This system will help the open source community release better models.
Teknium, the creator of the extremely popular OpenHermes models and
datasets, with over half a million downloads, said:

> “*With this capability we can take huge models to new heights locally,
> and gigantic, hundreds of billions of parameter models are now
> accessible by small labs.*”

At Answer.AI we made this our first project because it’s a key
foundation of our north star: helping make useful AI available to
everyone. Just being able to use *other* people’s models is not enough.
We want everyone to be able to create their *own* personalized models,
so that they are in control of their own AI systems.

## Background

### The big idea

There are two very different levels of hardware used to train deep
learning models. There is the data center class hardware, such as H100s
and A100s, costing [hundreds of thousands of
dollars](https://shop.lambdalabs.com/deep-learning/servers/blade/customize).
Then there are desktop computers containing gaming GPUs, such as dual
4090s, costing [under
$10,000](https://shop.lambdalabs.com/gpu-workstations/vector/customize)
(and which can be assembled from 2nd hand parts for less than half the
price of a pre-built system).

But here’s the key point: the gaming GPUs have similar performance to
the data center GPUs that cost over 10x more! It would be great if we
could use these 10x cheaper (but nearly as fast) cards to train large
language models, but we can’t, because they have much less memory.

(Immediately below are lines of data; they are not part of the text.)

//! 临时写入与原子替换的辅助方法。

use std::ffi::OsStr;
use std::io;
use std::path::{Path, PathBuf};
use std::time::{Duration, SystemTime};
use tokio::fs::{self, File};
use tracing::{info, warn};
use uuid::Uuid;

const TEMP_MARKER: &str = ".tmp.";

/// 可用于原子替换的临时文件封装。
pub struct AtomicFile {
    target: PathBuf,
    temp_path: PathBuf,
    file: File,
}

impl AtomicFile {
    /// 在目标路径同目录创建临时文件。
    pub async fn new(target: &Path) -> io::Result<Self> {
        let parent = target.parent().ok_or_else(|| {
            io::Error::new(io::ErrorKind::InvalidInput, "invalid target path")
        })?;
        let base = target
            .file_name()
            .map(|name| name.to_string_lossy())
            .unwrap_or_else(|| "file".into());
        let temp_name = format!(".{base}{TEMP_MARKER}{}", Uuid::new_v4());
        let temp_path = parent.join(temp_name);
        let file = File::create(&temp_path).await?;
        Ok(Self {
            target: target.to_path_buf(),
            temp_path,
            file,
        })
    }

    /// 返回临时文件的可写句柄。
    pub fn file_mut(&mut self) -> &mut File {
        &mut self.file
    }

    /// 放弃并清理临时文件。
    pub async fn cleanup(self) {
        drop(self.file);
        let _ = fs::remove_file(&self.temp_path).await;
    }

    /// 同步并原子替换目标文件。
    pub async fn finalize(self) -> io::Result<()> {
        if let Err(err) = self.file.sync_all().await {
            drop(self.file);
            let _ = fs::remove_file(&self.temp_path).await;
            return Err(err);
        }
        drop(self.file);

        if let Err(err) = fs::rename(&self.temp_path, &self.target).await {
            #[cfg(windows)]
            {
                if fs::remove_file(&self.target).await.is_ok() {
                    fs::rename(&self.temp_path, &self.target).await?;
                } else {
                    let _ = fs::remove_file(&self.temp_path).await;
                    return Err(err);
                }
            }
            #[cfg(not(windows))]
            {
                let _ = fs::remove_file(&self.temp_path).await;
                return Err(err);
            }
        }

        if let Some(parent) = self.target.parent() {
            let _ = sync_dir(parent).await;
        }

        Ok(())
    }
}

async fn sync_dir(path: &Path) -> io::Result<()> {
    let path = path.to_path_buf();
    tokio::task::spawn_blocking(move || {
        let dir = std::fs::File::open(path)?;
        dir.sync_all()
    })
    .await
    .map_err(|err| io::Error::other(err.to_string()))?
}

fn is_staged_name(name: &OsStr) -> bool {
    let name = name.to_string_lossy();
    name.starts_with('.') && name.contains(TEMP_MARKER)
}

/// 清理目录中超过 `ttl` 的残留临时文件，返回删除数量。
pub async fn remove_stale_temp_files(dir: &Path, ttl: Duration) -> io::Result<usize> {
    if ttl.is_zero() || fs::metadata(dir).await.is_err() {
        return Ok(0);
    }

    let now = SystemTime::now();
    let mut removed = 0;
    let mut entries = fs::read_dir(dir).await?;
    while let Some(entry) = entries.next_entry().await? {
        if !is_staged_name(&entry.file_name()) {
            continue;
        }
        let metadata = entry.metadata().await?;
        if !metadata.is_file() {
            continue;
        }
        let age = match metadata.modified().map(|ts| now.duration_since(ts)) {
            Ok(Ok(value)) => value,
            _ => continue,
        };
        if age >= ttl {
            let path = entry.path();
            if let Err(err) = fs::remove_file(&path).await {
                warn!(path = ?path, error = %err, "failed to remove stale temp file");
            } else {
                info!(path = ?path, "removed stale temp file");
                removed += 1;
            }
        }
    }

    Ok(removed)
}
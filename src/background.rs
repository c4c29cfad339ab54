//! 暂存文件清理与槽位锁回收的后台任务。

use std::sync::Arc;
use std::time::Duration;
use tracing::{debug, warn};

use crate::atomic::remove_stale_temp_files;
use crate::config::TEMP_CLEAN_INTERVAL_SECS;
use crate::maps::MapService;

/// 启动后台任务。
pub fn spawn_background_tasks(maps: Arc<MapService>) {
    tokio::spawn(async move {
        let mut interval = tokio::time::interval(Duration::from_secs(TEMP_CLEAN_INTERVAL_SECS));
        loop {
            interval.tick().await;
            run_maintenance(&maps).await;
        }
    });
}

/// 执行一轮清理。
pub async fn run_maintenance(maps: &MapService) {
    match remove_stale_temp_files(&maps.uploads_dir(), maps.config().temp_ttl).await {
        Ok(0) => {}
        Ok(removed) => debug!(removed, "removed stale map temp files"),
        Err(err) => warn!(error = %err, "map temp cleanup failed"),
    }
    let remaining = maps.slots().prune_idle().await;
    debug!(remaining, "slot lock table pruned");
}
//! 内存槽位锁：串行化同一地图 id 的锁检查与提交。

use std::collections::HashMap;
use std::sync::Arc;
use std::time::Duration;
use tokio::sync::{Mutex, OwnedMutexGuard};
use tokio::time;

/// 等待超时仍未获得槽位锁。
#[derive(Debug, Clone, Copy, PartialEq, Eq)]
pub struct SlotBusy;

/// 按地图 id 管理的异步互斥锁。
#[derive(Debug, Default)]
pub struct SlotLocks {
    locks: Mutex<HashMap<i64, Arc<Mutex<()>>>>,
}

impl SlotLocks {
    /// 创建新的槽位锁管理器实例。
    pub fn new() -> Self {
        Self {
            locks: Mutex::new(HashMap::new()),
        }
    }

    /// 在给定超时时间内获取槽位锁。
    pub async fn lock_slot_with_timeout(
        &self,
        map_id: i64,
        timeout: Duration,
    ) -> Result<OwnedMutexGuard<()>, SlotBusy> {
        let lock = {
            let mut locks = self.locks.lock().await;
            locks
                .entry(map_id)
                .or_insert_with(|| Arc::new(Mutex::new(())))
                .clone()
        };
        time::timeout(timeout, lock.lock_owned())
            .await
            .map_err(|_| SlotBusy)
    }

    /// 移除无人持有的槽位锁，返回剩余数量。
    pub async fn prune_idle(&self) -> usize {
        let mut locks = self.locks.lock().await;
        locks.retain(|_, lock| Arc::strong_count(lock) > 1);
        locks.len()
    }
}
//! 世界存档下载。

use axum::extract::{Extension, Path};
use axum::http::HeaderMap;
use axum::response::{Html, Response};
use std::io;
use std::sync::Arc;
use tokio::fs;

use crate::error::ApiError;
use crate::files::attachment_response;
use crate::messages::{MessageKey, log_message};
use crate::pages;
use crate::storage::Storage;

/// 世界存档目录，与其他 `Storage` 扩展区分。
#[derive(Clone, Debug)]
pub struct WorldDownloads(pub Storage);

impl WorldDownloads {
    /// 列出可下载的存档文件（忽略隐藏文件、目录与符号链接），按名称排序。
    pub async fn list_backups(&self) -> io::Result<Vec<String>> {
        let mut names = Vec::new();
        let mut entries = fs::read_dir(self.0.root_path()).await?;
        while let Some(entry) = entries.next_entry().await? {
            if !entry.file_type().await?.is_file() {
                continue;
            }
            let Ok(name) = entry.file_name().into_string() else {
                continue;
            };
            if !name.starts_with('.') {
                names.push(name);
            }
        }
        names.sort();
        Ok(names)
    }
}

/// 世界存档下载页。
pub async fn world_download_page(
    Extension(worlds): Extension<Arc<WorldDownloads>>,
) -> Result<Html<String>, ApiError> {
    let backups = worlds
        .list_backups()
        .await
        .map_err(|err| ApiError::Internal(err.to_string()))?;
    Ok(Html(pages::world_download_page(&backups)))
}

/// 以附件形式下载世界存档。
pub async fn download_world(
    Path(filename): Path<String>,
    request_headers: HeaderMap,
    Extension(worlds): Extension<Arc<WorldDownloads>>,
) -> Result<Response, ApiError> {
    let target = worlds.0.resolve_path_checked(&filename, false).await?;
    let response = attachment_response(&target, &filename, &request_headers).await?;
    log_message(MessageKey::WorldDownloadSuccess, Some(&filename), None, None);
    Ok(response)
}
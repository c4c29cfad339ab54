//! 统一的 HTTP 错误类型与转换。

use axum::extract::multipart::MultipartError;
use axum::http::{HeaderMap, HeaderValue, StatusCode, header};
use axum::response::{IntoResponse, Response};
use std::io::ErrorKind;
use tracing::error;

use crate::map_id::CounterError;
use crate::storage::StorageError;

/// 服务端配置异常时返回的通用提示。
pub const CONTACT_ADMIN: &str =
    "The server could not process this request. Please contact the admins for assistance.";

#[derive(Debug)]
pub enum ApiError {
    BadRequest(String),
    NotFound(String),
    Internal(String),
    RangeNotSatisfiable(u64),
    Forbidden(String),
    PayloadTooLarge,
}

impl IntoResponse for ApiError {
    fn into_response(self) -> Response {
        match self {
            ApiError::BadRequest(msg) => (StatusCode::BAD_REQUEST, msg).into_response(),
            ApiError::NotFound(msg) => (StatusCode::NOT_FOUND, msg).into_response(),
            ApiError::Internal(msg) => (StatusCode::INTERNAL_SERVER_ERROR, msg).into_response(),
            ApiError::RangeNotSatisfiable(size) => {
                let mut headers = HeaderMap::new();
                if let Ok(value) = HeaderValue::from_str(&format!("bytes */{size}")) {
                    headers.insert(header::CONTENT_RANGE, value);
                }
                (
                    StatusCode::RANGE_NOT_SATISFIABLE,
                    headers,
                    "range not satisfiable",
                )
                    .into_response()
            }
            ApiError::Forbidden(msg) => (StatusCode::FORBIDDEN, msg).into_response(),
            ApiError::PayloadTooLarge => {
                (StatusCode::PAYLOAD_TOO_LARGE, "upload too large").into_response()
            }
        }
    }
}

impl From<StorageError> for ApiError {
    fn from(error: StorageError) -> Self {
        match error {
            StorageError::InvalidPath => ApiError::BadRequest("invalid path".into()),
            StorageError::Io(err) => match err.kind() {
                ErrorKind::NotFound => ApiError::NotFound("not found".into()),
                _ => ApiError::Internal(err.to_string()),
            },
        }
    }
}

impl From<CounterError> for ApiError {
    fn from(error: CounterError) -> Self {
        error!(error = %error, "map counter unavailable");
        ApiError::Internal(CONTACT_ADMIN.into())
    }
}

impl From<MultipartError> for ApiError {
    fn from(error: MultipartError) -> Self {
        if error.status() == StatusCode::PAYLOAD_TOO_LARGE {
            ApiError::PayloadTooLarge
        } else {
            ApiError::BadRequest(error.body_text())
        }
    }
}
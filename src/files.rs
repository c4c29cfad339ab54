//! 文件下载响应：附件头、Range 请求与缓存相关头。

use axum::body::Body as AxumBody;
use axum::http::{HeaderMap, HeaderValue, StatusCode, header};
use axum::response::{IntoResponse, Response};
use httpdate::{fmt_http_date, parse_http_date};
use std::fs::Metadata;
use std::io::SeekFrom;
use std::path::Path;
use std::time::UNIX_EPOCH;
use tokio::fs::{self, File};
use tokio::io::{AsyncReadExt, AsyncSeekExt};
use tokio_util::io::ReaderStream;
use tracing::debug;

use crate::error::ApiError;

/// 以附件形式返回文件内容，支持单段 Range。
pub async fn attachment_response(
    target: &Path,
    filename: &str,
    request_headers: &HeaderMap,
) -> Result<Response, ApiError> {
    let metadata = fs::metadata(target).await.map_err(|err| match err.kind() {
        std::io::ErrorKind::NotFound => ApiError::NotFound("not found".into()),
        _ => ApiError::Internal(err.to_string()),
    })?;
    if !metadata.is_file() {
        return Err(ApiError::NotFound("not found".into()));
    }
    let file_size = metadata.len();
    let modified = metadata.modified().ok();
    let mime = mime_guess::from_path(filename).first_or_octet_stream();

    let mut response_headers = HeaderMap::new();
    response_headers.insert(
        header::CONTENT_TYPE,
        HeaderValue::from_str(mime.essence_str())
            .map_err(|_| ApiError::Internal("无效的 MIME 类型".into()))?,
    );
    response_headers.insert(
        header::CONTENT_DISPOSITION,
        HeaderValue::from_str(&format!("attachment; filename={filename}"))
            .map_err(|_| ApiError::BadRequest("invalid filename".into()))?,
    );
    response_headers.insert(header::ACCEPT_RANGES, HeaderValue::from_static("bytes"));
    if let Some(value) = modified.map(fmt_http_date) {
        response_headers.insert(
            header::LAST_MODIFIED,
            HeaderValue::from_str(&value)
                .map_err(|_| ApiError::Internal("响应头构建失败".into()))?,
        );
    }
    response_headers.insert(
        header::ETAG,
        HeaderValue::from_str(&etag_from_metadata(&metadata))
            .map_err(|_| ApiError::Internal("响应头构建失败".into()))?,
    );

    let if_range_matches = match request_headers
        .get(header::IF_RANGE)
        .and_then(|value| value.to_str().ok())
    {
        Some(value) => match parse_http_date(value) {
            Ok(date) => modified.map(|ts| ts <= date).unwrap_or(false),
            Err(_) => false,
        },
        None => true,
    };
    let range = if if_range_matches {
        parse_range(request_headers.get(header::RANGE), file_size)?
    } else {
        None
    };

    let mut file = File::open(target)
        .await
        .map_err(|err| ApiError::Internal(err.to_string()))?;

    if let Some((start, end)) = range {
        let length = end - start + 1;
        debug!(filename, start, end, length, "download range request accepted");
        file.seek(SeekFrom::Start(start))
            .await
            .map_err(|err| ApiError::Internal(err.to_string()))?;
        response_headers.insert(
            header::CONTENT_RANGE,
            HeaderValue::from_str(&format!("bytes {start}-{end}/{file_size}"))
                .map_err(|_| ApiError::Internal("响应头构建失败".into()))?,
        );
        response_headers.insert(header::CONTENT_LENGTH, HeaderValue::from(length));
        let stream = ReaderStream::new(file.take(length));
        return Ok((
            StatusCode::PARTIAL_CONTENT,
            response_headers,
            AxumBody::from_stream(stream),
        )
            .into_response());
    }

    response_headers.insert(header::CONTENT_LENGTH, HeaderValue::from(file_size));
    let stream = ReaderStream::new(file);
    Ok((
        StatusCode::OK,
        response_headers,
        AxumBody::from_stream(stream),
    )
        .into_response())
}

/// 根据文件元数据生成弱 ETag。
fn etag_from_metadata(metadata: &Metadata) -> String {
    let size = metadata.len();
    if let Some(duration) = metadata
        .modified()
        .ok()
        .and_then(|ts| ts.duration_since(UNIX_EPOCH).ok())
    {
        return format!(
            "W/\"{}-{}-{}\"",
            size,
            duration.as_secs(),
            duration.subsec_nanos()
        );
    }
    format!("W/\"{size}\"")
}

/// 解析 Range 头，返回可读取的范围。
fn parse_range(
    value: Option<&HeaderValue>,
    file_size: u64,
) -> Result<Option<(u64, u64)>, ApiError> {
    let Some(value) = value else {
        return Ok(None);
    };
    if file_size == 0 {
        return Err(ApiError::RangeNotSatisfiable(file_size));
    }
    let value = value
        .to_str()
        .map_err(|_| ApiError::BadRequest("invalid Range header".into()))?;
    let Some(range) = value.strip_prefix("bytes=") else {
        return Err(ApiError::BadRequest("invalid Range header".into()));
    };
    if range.contains(',') {
        return Err(ApiError::BadRequest("multiple ranges not supported".into()));
    }

    let (start_part, end_part) = range.split_once('-').unwrap_or((range, ""));
    let invalid = || ApiError::BadRequest("invalid Range header".into());

    let (start, end) = if start_part.is_empty() {
        let suffix: u64 = end_part.parse().map_err(|_| invalid())?;
        if suffix == 0 {
            return Ok(None);
        }
        (file_size.saturating_sub(suffix), file_size - 1)
    } else {
        let start: u64 = start_part.parse().map_err(|_| invalid())?;
        let end: u64 = if end_part.is_empty() {
            file_size - 1
        } else {
            end_part.parse::<u64>().map_err(|_| invalid())?.min(file_size - 1)
        };
        (start, end)
    };

    if start > end || start >= file_size {
        return Err(ApiError::RangeNotSatisfiable(file_size));
    }

    Ok(Some((start, end)))
}

#[cfg(test)]
mod tests {
    use super::*;
    use http_body_util::BodyExt;
    use tempfile::tempdir;

    fn range(value: &'static str, size: u64) -> Result<Option<(u64, u64)>, ApiError> {
        parse_range(Some(&HeaderValue::from_static(value)), size)
    }

    #[test]
    fn parse_range_variants() {
        assert!(matches!(parse_range(None, 10), Ok(None)));
        assert!(matches!(range("bytes=0-4", 10), Ok(Some((0, 4)))));
        assert!(matches!(range("bytes=5-", 10), Ok(Some((5, 9)))));
        assert!(matches!(range("bytes=-3", 10), Ok(Some((7, 9)))));
        assert!(matches!(range("bytes=2-100", 10), Ok(Some((2, 9)))));
        assert!(matches!(
            range("bytes=10-12", 10),
            Err(ApiError::RangeNotSatisfiable(10))
        ));
        assert!(matches!(range("bytes=0-1,3-4", 10), Err(ApiError::BadRequest(_))));
        assert!(matches!(range("items=0-1", 10), Err(ApiError::BadRequest(_))));
    }

    #[tokio::test]
    async fn full_download_sets_attachment_headers() {
        let temp = tempdir().expect("tempdir");
        let path = temp.path().join("world.7z");
        std::fs::write(&path, b"0123456789").expect("write");

        let response = attachment_response(&path, "world.7z", &HeaderMap::new())
            .await
            .unwrap_or_else(|_| panic!("download failed"));
        assert_eq!(response.status(), StatusCode::OK);
        let headers = response.headers();
        assert_eq!(
            headers.get(header::CONTENT_DISPOSITION),
            Some(&HeaderValue::from_static("attachment; filename=world.7z"))
        );
        assert_eq!(
            headers.get(header::CONTENT_LENGTH),
            Some(&HeaderValue::from_static("10"))
        );
        let body = response
            .into_body()
            .collect()
            .await
            .expect("body")
            .to_bytes();
        assert_eq!(&body[..], b"0123456789");
    }

    #[tokio::test]
    async fn range_download_returns_partial_content() {
        let temp = tempdir().expect("tempdir");
        let path = temp.path().join("map_1.dat");
        std::fs::write(&path, b"0123456789").expect("write");

        let mut headers = HeaderMap::new();
        headers.insert(header::RANGE, HeaderValue::from_static("bytes=2-5"));
        let response = attachment_response(&path, "map_1.dat", &headers)
            .await
            .unwrap_or_else(|_| panic!("download failed"));
        assert_eq!(response.status(), StatusCode::PARTIAL_CONTENT);
        assert_eq!(
            response.headers().get(header::CONTENT_RANGE),
            Some(&HeaderValue::from_static("bytes 2-5/10"))
        );
        let body = response
            .into_body()
            .collect()
            .await
            .expect("body")
            .to_bytes();
        assert_eq!(&body[..], b"2345");
    }
}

The
best currently available data center cards have 80GB RAM, whilst gaming
cards max out at 24GB RAM. Since only the largest models produce the
best results, creating the best models has been largely inaccessible to
most people.

We realized that there’s actually no intrinsic reason for this. The
super fast hardware is there, waiting to be used – we just need a way to
feed it with the model and the data in a way that meets its memory
constraints. The obvious question is: why hasn’t this been done then?
All the big industry labs have the 10x more expensive hardware already,
so they don’t really have the incentive to figure this out.

The big idea here is simple: figure out how to use these cheaper,
lower-memory gaming GPUs to train the best available open source models.
So the goal is this: train[1] a 70 billion parameter (70b) model using
only gaming GPUs, which means our per-GPU memory will be at most 24GB.
It’ll be a challenge, because each parameter normally takes 16 bits (2
bytes), so that’s 70\*2=140GB to even store the weights – and that’s
without including all the other data such as activations, gradients, and
optimization state!

### Why this project?

Answer.AI is a very unusual type of organization – a for-profit R&D lab
closer in spirit to [19th century electricity
labs](https://www.answer.ai/posts/2024-01-26-freaktakes-lessons.html)
than to today’s AI research groups. Figuring out how to make large model
training inexpensive and accessible is just the kind of thing Eric Ries
and Jeremy Howard hoped we’d be able to do when the organization was
[launched at
NeurIPS](https://www.answer.ai/posts/2023-12-12-launch.html) last year.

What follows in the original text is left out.